WORK INSTRUCTIONS = Repeat all of the material exactly, with no line missing.

INPUT FOR THIS TASK =
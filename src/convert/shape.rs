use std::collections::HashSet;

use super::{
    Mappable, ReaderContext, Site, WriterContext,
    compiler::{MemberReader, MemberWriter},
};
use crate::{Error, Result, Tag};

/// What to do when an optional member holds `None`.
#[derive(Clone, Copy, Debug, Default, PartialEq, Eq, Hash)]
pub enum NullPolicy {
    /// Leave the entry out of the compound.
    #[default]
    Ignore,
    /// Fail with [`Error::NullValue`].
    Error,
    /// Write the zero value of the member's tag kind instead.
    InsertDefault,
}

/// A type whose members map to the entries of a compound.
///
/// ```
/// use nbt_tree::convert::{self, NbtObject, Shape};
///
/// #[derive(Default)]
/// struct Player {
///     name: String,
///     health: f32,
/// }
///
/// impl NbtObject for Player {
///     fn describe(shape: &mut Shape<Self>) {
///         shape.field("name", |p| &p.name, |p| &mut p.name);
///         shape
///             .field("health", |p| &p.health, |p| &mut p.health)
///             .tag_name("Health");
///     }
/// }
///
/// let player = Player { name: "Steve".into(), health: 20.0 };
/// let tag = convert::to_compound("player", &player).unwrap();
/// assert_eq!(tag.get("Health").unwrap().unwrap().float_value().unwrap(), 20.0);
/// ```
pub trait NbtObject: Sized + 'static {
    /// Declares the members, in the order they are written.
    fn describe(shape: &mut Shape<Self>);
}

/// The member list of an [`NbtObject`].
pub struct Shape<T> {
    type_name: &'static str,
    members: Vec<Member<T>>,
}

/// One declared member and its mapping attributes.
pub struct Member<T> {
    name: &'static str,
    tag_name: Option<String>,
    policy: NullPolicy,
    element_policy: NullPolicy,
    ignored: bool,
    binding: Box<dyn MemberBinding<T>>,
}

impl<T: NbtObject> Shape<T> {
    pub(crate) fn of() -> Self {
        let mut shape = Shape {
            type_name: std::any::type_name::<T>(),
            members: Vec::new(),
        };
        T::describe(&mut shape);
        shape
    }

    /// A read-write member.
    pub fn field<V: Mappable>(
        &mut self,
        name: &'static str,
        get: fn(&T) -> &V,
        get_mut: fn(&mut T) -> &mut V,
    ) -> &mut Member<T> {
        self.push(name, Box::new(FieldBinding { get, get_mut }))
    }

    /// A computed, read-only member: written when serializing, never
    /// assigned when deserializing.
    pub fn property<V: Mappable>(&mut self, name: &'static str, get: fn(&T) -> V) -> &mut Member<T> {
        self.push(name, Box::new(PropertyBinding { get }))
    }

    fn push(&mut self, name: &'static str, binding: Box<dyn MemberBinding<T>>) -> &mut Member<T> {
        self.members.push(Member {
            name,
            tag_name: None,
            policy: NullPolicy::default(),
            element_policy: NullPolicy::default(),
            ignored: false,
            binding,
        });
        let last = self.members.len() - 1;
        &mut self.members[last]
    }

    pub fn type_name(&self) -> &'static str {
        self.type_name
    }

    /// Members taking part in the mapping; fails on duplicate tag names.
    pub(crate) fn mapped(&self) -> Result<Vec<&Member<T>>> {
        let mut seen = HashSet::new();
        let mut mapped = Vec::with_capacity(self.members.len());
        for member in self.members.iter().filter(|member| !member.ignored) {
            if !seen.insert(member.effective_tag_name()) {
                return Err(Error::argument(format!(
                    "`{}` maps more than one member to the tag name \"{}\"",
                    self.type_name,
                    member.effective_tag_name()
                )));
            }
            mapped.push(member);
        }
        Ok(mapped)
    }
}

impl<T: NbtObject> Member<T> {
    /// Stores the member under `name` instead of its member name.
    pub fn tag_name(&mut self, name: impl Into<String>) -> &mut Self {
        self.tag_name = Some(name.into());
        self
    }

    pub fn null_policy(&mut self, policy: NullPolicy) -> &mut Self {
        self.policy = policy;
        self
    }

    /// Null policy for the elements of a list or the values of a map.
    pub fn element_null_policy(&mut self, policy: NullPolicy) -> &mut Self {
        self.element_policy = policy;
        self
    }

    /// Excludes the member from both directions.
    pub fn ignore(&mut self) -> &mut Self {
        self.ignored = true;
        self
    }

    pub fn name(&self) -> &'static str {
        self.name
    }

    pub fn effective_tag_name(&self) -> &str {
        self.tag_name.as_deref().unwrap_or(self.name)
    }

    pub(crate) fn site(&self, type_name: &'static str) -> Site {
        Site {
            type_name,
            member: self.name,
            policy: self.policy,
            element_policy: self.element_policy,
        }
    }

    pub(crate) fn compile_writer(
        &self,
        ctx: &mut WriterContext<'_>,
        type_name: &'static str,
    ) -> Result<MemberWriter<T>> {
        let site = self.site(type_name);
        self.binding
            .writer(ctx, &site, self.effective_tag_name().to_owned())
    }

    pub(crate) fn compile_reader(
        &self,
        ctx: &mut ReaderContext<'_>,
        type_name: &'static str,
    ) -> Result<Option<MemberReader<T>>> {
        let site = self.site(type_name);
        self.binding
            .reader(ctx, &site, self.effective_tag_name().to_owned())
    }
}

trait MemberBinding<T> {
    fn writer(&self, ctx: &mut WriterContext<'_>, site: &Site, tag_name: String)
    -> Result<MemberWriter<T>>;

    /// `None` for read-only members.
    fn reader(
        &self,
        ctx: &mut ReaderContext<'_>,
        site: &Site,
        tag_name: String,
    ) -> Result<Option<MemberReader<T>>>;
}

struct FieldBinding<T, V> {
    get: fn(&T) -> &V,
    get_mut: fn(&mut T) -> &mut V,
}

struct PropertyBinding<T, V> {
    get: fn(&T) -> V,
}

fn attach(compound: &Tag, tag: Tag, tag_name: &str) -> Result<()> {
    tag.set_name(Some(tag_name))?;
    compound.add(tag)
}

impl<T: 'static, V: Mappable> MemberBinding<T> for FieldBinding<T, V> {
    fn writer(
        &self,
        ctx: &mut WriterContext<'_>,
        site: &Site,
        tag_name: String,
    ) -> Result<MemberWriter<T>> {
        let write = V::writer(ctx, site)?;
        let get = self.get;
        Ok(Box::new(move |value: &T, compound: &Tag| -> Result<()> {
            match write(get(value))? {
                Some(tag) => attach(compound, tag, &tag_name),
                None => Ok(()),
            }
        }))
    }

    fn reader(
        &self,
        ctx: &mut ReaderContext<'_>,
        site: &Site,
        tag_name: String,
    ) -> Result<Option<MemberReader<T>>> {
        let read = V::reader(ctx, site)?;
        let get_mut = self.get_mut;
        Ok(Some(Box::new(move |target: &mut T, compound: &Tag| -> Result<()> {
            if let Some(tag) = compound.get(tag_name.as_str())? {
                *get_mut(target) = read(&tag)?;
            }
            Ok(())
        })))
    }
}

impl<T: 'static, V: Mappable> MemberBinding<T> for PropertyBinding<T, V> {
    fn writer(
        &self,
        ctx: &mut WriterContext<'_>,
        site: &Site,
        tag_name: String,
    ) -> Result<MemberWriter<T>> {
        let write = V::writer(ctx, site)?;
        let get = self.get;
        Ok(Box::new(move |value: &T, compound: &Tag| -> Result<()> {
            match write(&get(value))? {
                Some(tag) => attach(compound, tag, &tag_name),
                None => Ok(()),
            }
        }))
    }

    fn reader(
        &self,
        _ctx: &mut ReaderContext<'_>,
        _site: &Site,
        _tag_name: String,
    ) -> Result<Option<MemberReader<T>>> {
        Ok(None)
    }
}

TASK SOLUTION =
filename src/convert/shape.rs
use std::collections::HashSet;

use super::{
    Mappable, ReaderContext, Site, WriterContext,
    compiler::{MemberReader, MemberWriter},
};
use crate::{Error, Result, Tag};

/// What to do when an optional member holds `None`.
#[derive(Clone, Copy, Debug, Default, PartialEq, Eq, Hash)]
pub enum NullPolicy {
    /// Leave the entry out of the compound.
    #[default]
    Ignore,
    /// Fail with [`Error::NullValue`].
    Error,
    /// Write the zero value of the member's tag kind instead.
    InsertDefault,
}

/// A type whose members map to the entries of a compound.
///
/// ```
/// use nbt_tree::convert::{self, NbtObject, Shape};
///
/// #[derive(Default)]
/// struct Player {
///     name: String,
///     health: f32,
/// }
///
/// impl NbtObject for Player {
///     fn describe(shape: &mut Shape<Self>) {
///         shape.field("name", |p| &p.name, |p| &mut p.name);
///         shape
///             .field("health", |p| &p.health, |p| &mut p.health)
///             .tag_name("Health");
///     }
/// }
///
/// let player = Player { name: "Steve".into(), health: 20.0 };
/// let tag = convert::to_compound("player", &player).unwrap();
/// assert_eq!(tag.get("Health").unwrap().unwrap().float_value().unwrap(), 20.0);
/// ```
pub trait NbtObject: Sized + 'static {
    /// Declares the members, in the order they are written.
    fn describe(shape: &mut Shape<Self>);
}

/// The member list of an [`NbtObject`].
pub struct Shape<T> {
    type_name: &'static str,
    members: Vec<Member<T>>,
}

/// One declared member and its mapping attributes.
pub struct Member<T> {
    name: &'static str,
    tag_name: Option<String>,
    policy: NullPolicy,
    element_policy: NullPolicy,
    ignored: bool,
    binding: Box<dyn MemberBinding<T>>,
}

impl<T: NbtObject> Shape<T> {
    pub(crate) fn of() -> Self {
        let mut shape = Shape {
            type_name: std::any::type_name::<T>(),
            members: Vec::new(),
        };
        T::describe(&mut shape);
        shape
    }

    /// A read-write member.
    pub fn field<V: Mappable>(
        &mut self,
        name: &'static str,
        get: fn(&T) -> &V,
        get_mut: fn(&mut T) -> &mut V,
    ) -> &mut Member<T> {
        self.push(name, Box::new(FieldBinding { get, get_mut }))
    }

    /// A computed, read-only member: written when serializing, never
    /// assigned when deserializing.
    pub fn property<V: Mappable>(&mut self, name: &'static str, get: fn(&T) -> V) -> &mut Member<T> {
        self.push(name, Box::new(PropertyBinding { get }))
    }

    fn push(&mut self, name: &'static str, binding: Box<dyn MemberBinding<T>>) -> &mut Member<T> {
        self.members.push(Member {
            name,
            tag_name: None,
            policy: NullPolicy::default(),
            element_policy: NullPolicy::default(),
            ignored: false,
            binding,
        });
        let last = self.members.len() - 1;
        &mut self.members[last]
    }

    pub fn type_name(&self) -> &'static str {
        self.type_name
    }

    /// Members taking part in the mapping; fails on duplicate tag names.
    pub(crate) fn mapped(&self) -> Result<Vec<&Member<T>>> {
        let mut seen = HashSet::new();
        let mut mapped = Vec::with_capacity(self.members.len());
        for member in self.members.iter().filter(|member| !member.ignored) {
            if !seen.insert(member.effective_tag_name()) {
                return Err(Error::argument(format!(
                    "`{}` maps more than one member to the tag name \"{}\"",
                    self.type_name,
                    member.effective_tag_name()
                )));
            }
            mapped.push(member);
        }
        Ok(mapped)
    }
}

impl<T: NbtObject> Member<T> {
    /// Stores the member under `name` instead of its member name.
    pub fn tag_name(&mut self, name: impl Into<String>) -> &mut Self {
        self.tag_name = Some(name.into());
        self
    }

    pub fn null_policy(&mut self, policy: NullPolicy) -> &mut Self {
        self.policy = policy;
        self
    }

    /// Null policy for the elements of a list or the values of a map.
    pub fn element_null_policy(&mut self, policy: NullPolicy) -> &mut Self {
        self.element_policy = policy;
        self
    }

    /// Excludes the member from both directions.
    pub fn ignore(&mut self) -> &mut Self {
        self.ignored = true;
        self
    }

    pub fn name(&self) -> &'static str {
        self.name
    }

    pub fn effective_tag_name(&self) -> &str {
        self.tag_name.as_deref().unwrap_or(self.name)
    }

    pub(crate) fn site(&self, type_name: &'static str) -> Site {
        Site {
            type_name,
            member: self.name,
            policy: self.policy,
            element_policy: self.element_policy,
        }
    }

    pub(crate) fn compile_writer(
        &self,
        ctx: &mut WriterContext<'_>,
        type_name: &'static str,
    ) -> Result<MemberWriter<T>> {
        let site = self.site(type_name);
        self.binding
            .writer(ctx, &site, self.effective_tag_name().to_owned())
    }

    pub(crate) fn compile_reader(
        &self,
        ctx: &mut ReaderContext<'_>,
        type_name: &'static str,
    ) -> Result<Option<MemberReader<T>>> {
        let site = self.site(type_name);
        self.binding
            .reader(ctx, &site, self.effective_tag_name().to_owned())
    }
}

trait MemberBinding<T> {
    fn writer(&self, ctx: &mut WriterContext<'_>, site: &Site, tag_name: String)
    -> Result<MemberWriter<T>>;

    /// `None` for read-only members.
    fn reader(
        &self,
        ctx: &mut ReaderContext<'_>,
        site: &Site,
        tag_name: String,
    ) -> Result<Option<MemberReader<T>>>;
}

struct FieldBinding<T, V> {
    get: fn(&T) -> &V,
    get_mut: fn(&mut T) -> &mut V,
}

struct PropertyBinding<T, V> {
    get: fn(&T) -> V,
}

fn attach(compound: &Tag, tag: Tag, tag_name: &str) -> Result<()> {
    tag.set_name(Some(tag_name))?;
    compound.add(tag)
}

impl<T: 'static, V: Mappable> MemberBinding<T> for FieldBinding<T, V> {
    fn writer(
        &self,
        ctx: &mut WriterContext<'_>,
        site: &Site,
        tag_name: String,
    ) -> Result<MemberWriter<T>> {
        let write = V::writer(ctx, site)?;
        let get = self.get;
        Ok(Box::new(move |value: &T, compound: &Tag| -> Result<()> {
            match write(get(value))? {
                Some(tag) => attach(compound, tag, &tag_name),
                None => Ok(()),
            }
        }))
    }

    fn reader(
        &self,
        ctx: &mut ReaderContext<'_>,
        site: &Site,
        tag_name: String,
    ) -> Result<Option<MemberReader<T>>> {
        let read = V::reader(ctx, site)?;
        let get_mut = self.get_mut;
        Ok(Some(Box::new(move |target: &mut T, compound: &Tag| -> Result<()> {
            if let Some(tag) = compound.get(tag_name.as_str())? {
                *get_mut(target) = read(&tag)?;
            }
            Ok(())
        })))
    }
}

impl<T: 'static, V: Mappable> MemberBinding<T> for PropertyBinding<T, V> {
    fn writer(
        &self,
        ctx: &mut WriterContext<'_>,
        site: &Site,
        tag_name: String,
    ) -> Result<MemberWriter<T>> {
        let write = V::writer(ctx, site)?;
        let get = self.get;
        Ok(Box::new(move |value: &T, compound: &Tag| -> Result<()> {
            match write(&get(value))? {
                Some(tag) => attach(compound, tag, &tag_name),
                None => Ok(()),
            }
        }))
    }

    fn reader(
        &self,
        _ctx: &mut ReaderContext<'_>,
        _site: &Site,
        _tag_name: String,
    ) -> Result<Option<MemberReader<T>>> {
        Ok(None)
    }
}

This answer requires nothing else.